La sauge officinale est une très belle plante herbacée de la famille des Lamiaceae, comme le thym, le romarin, la mélisse… Comme la plupart des êtres humains, derrière son minois feutré, elle cache un étrange côté obscur. Mais qui ne connait pas l’adage « Qui a de la sauge dans son jardin n’a pas besoin de médecin »… Il faut donc bien la connaître pour ne voir en elle que beauté et bienfaîts. La tisane de sauge officinale est emmenagogue(5), antispasmodique, digestive, tonique (www.webflore.fr)… un véritable élixir de jouvence. Tandis que son huile essentielle, très connue pour ses effets oestrogène-likes(6), contient une substance neurotoxique, une cétone, la thuyone. Souvenez-vous de l’absinthe, si chère à Emile Zola, et des dégâts qu’elle a provoqués, au XIXème siècle, chez tous ceux qui en abusaient. L’absinthe (Artemisia absinthium L.) de la famille des Asteraceae contient, elle aussi, de la thuyone. La sauge officinale est une plante médicinale et aromatique, complète et complexe… une plante qui a une charme fou dont on doit savoir se servir… C’est ce que fait, à merveille, Virginie Parée dans « L’alimentation Santé, Les recettes » avec la recette du pintadeau à la sauge et au citron, un vrai régal pour notre corps et nos papilles !
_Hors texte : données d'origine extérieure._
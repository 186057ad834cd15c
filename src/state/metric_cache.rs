use std::time::{Duration, Instant};

use chrono::NaiveDateTime;
use moka::future::Cache;
use moka::Expiry;
use tracing::{debug, warn};

use crate::config::Config;
use crate::engine::metric::{Metric, MetricValue};

// ---------------------------------------------------------------------------
// Key
// ---------------------------------------------------------------------------

/// (metric, sorted distinct site ids, start, end).
#[derive(Debug, Clone, PartialEq, Eq, Hash)]
pub struct CacheKey {
    pub metric: Metric,
    pub site_ids: Vec<String>,
    pub start: Option<NaiveDateTime>,
    pub end: Option<NaiveDateTime>,
}

impl CacheKey {
    pub fn new(
        metric: Metric,
        site_ids: &[String],
        start: Option<NaiveDateTime>,
        end: Option<NaiveDateTime>,
    ) -> Self {
        let mut site_ids = site_ids.to_vec();
        site_ids.sort();
        site_ids.dedup();
        Self { metric, site_ids, start, end }
    }
}

impl std::fmt::Display for CacheKey {
    fn fmt(&self, f: &mut std::fmt::Formatter<'_>) -> std::fmt::Result {
        let bound = |b: Option<NaiveDateTime>| b.map(|d| d.to_string()).unwrap_or_else(|| "-".to_string());
        write!(
            f,
            "{}|{}|{}|{}",
            self.metric,
            self.site_ids.join(","),
            bound(self.start),
            bound(self.end)
        )
    }
}

// ---------------------------------------------------------------------------
// Tiers
// ---------------------------------------------------------------------------

/// How much a cached value is trusted, which decides how long it lives.
#[derive(Debug, Clone, Copy, PartialEq, Eq)]
pub enum CacheTier {
    /// Aggregated from precomputed snapshots.
    Snapshot,
    /// Computed on demand from raw records.
    Fallback,
}

#[derive(Debug, Clone)]
pub struct CacheEntry {
    pub value: MetricValue,
    pub tier: CacheTier,
}

struct TierExpiry {
    snapshot_ttl: Duration,
    fallback_ttl: Duration,
}

impl TierExpiry {
    fn ttl(&self, tier: CacheTier) -> Duration {
        match tier {
            CacheTier::Snapshot => self.snapshot_ttl,
            CacheTier::Fallback => self.fallback_ttl,
        }
    }
}

impl Expiry<CacheKey, CacheEntry> for TierExpiry {
    fn expire_after_create(&self, _key: &CacheKey, value: &CacheEntry, _created_at: Instant) -> Option<Duration> {
        Some(self.ttl(value.tier))
    }

    fn expire_after_update(
        &self,
        _key: &CacheKey,
        value: &CacheEntry,
        _updated_at: Instant,
        _duration_until_expiry: Option<Duration>,
    ) -> Option<Duration> {
        Some(self.ttl(value.tier))
    }
}

// ---------------------------------------------------------------------------
// MetricCache
// ---------------------------------------------------------------------------

/// Process-local cache of resolved metrics. Created once at startup and
/// shared by reference; `shutdown` drops everything.
pub struct MetricCache {
    entries: Cache<CacheKey, CacheEntry>,
}

impl MetricCache {
    pub fn new(max_entries: u64, snapshot_ttl: Duration, fallback_ttl: Duration) -> Self {
        let entries = Cache::builder()
            .max_capacity(max_entries)
            .expire_after(TierExpiry { snapshot_ttl, fallback_ttl })
            .support_invalidation_closures()
            .build();
        Self { entries }
    }

    pub fn from_config(cfg: &Config) -> Self {
        Self::new(cfg.cache_max_entries, cfg.snapshot_ttl, cfg.fallback_ttl)
    }

    pub async fn get(&self, key: &CacheKey) -> Option<MetricValue> {
        let hit = self.entries.get(key).await;
        debug!(key = %key, hit = hit.is_some(), "Metric cache lookup");
        hit.map(|entry| entry.value)
    }

    pub async fn insert(&self, key: CacheKey, value: MetricValue, tier: CacheTier) {
        self.entries.insert(key, CacheEntry { value, tier }).await;
    }

    /// Drop every entry whose site set includes `site_id`.
    pub fn invalidate_site(&self, site_id: &str) {
        let site = site_id.to_string();
        if let Err(e) = self
            .entries
            .invalidate_entries_if(move |key, _| key.site_ids.contains(&site))
        {
            warn!(site_id = %site_id, "Failed to invalidate cached metrics: {e}");
        }
    }

    pub async fn entry_count(&self) -> u64 {
        self.entries.run_pending_tasks().await;
        self.entries.entry_count()
    }

    pub async fn shutdown(&self) {
        self.entries.invalidate_all();
        self.entries.run_pending_tasks().await;
    }
}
De tous temps les plantes ont exercé une véritable fascination sur les hommes grâce à leur beauté et leurs activités pharmacologiques. Il est intéressant de réaliser que le pouvoir d’une plante dépend de la façon dont on s’en sert. La plupart est  utilisée sous forme d’extrait (infusé, décocté, huile essentielle…) mais certaines sont des pourvoyeuses de molécules comme la digitale avec la digitaline, le datura avec la hyoscyamine, le pavot avec la morphine… le fameux saule blanc avec l’acide salicylique. Ces molécules naturelles sont extraites, isolées, analysées puis synthétisées pour entrer, en tant que « Principe actif », dans la composition d’un médicament. Il est intéressant de rappeler que 70% des molécules médicamenteuses ont une origine naturelle. Elle nous semble, hélas, souvent, bien lointaine…

Pascale Gélis-Imbert

Docteur en Pharmacie

Phyto-aromathérapie

www.webflore.fr   

www.centre-epi.com

  1.  Antispasmodique : permet de lutter contre les spasmes.
  2. Sédatif : calme l’anxiété, la tension nerveuse…
  3. Névralgie : affection douloureuse causée par un nerf.
  4. Antitussif : qui arrête la toux.
  5. Emménagogue : qui provoque et régularise les règles.
  6. Oestrogen-like : qui a une activité comparable à celle des oestrogènes.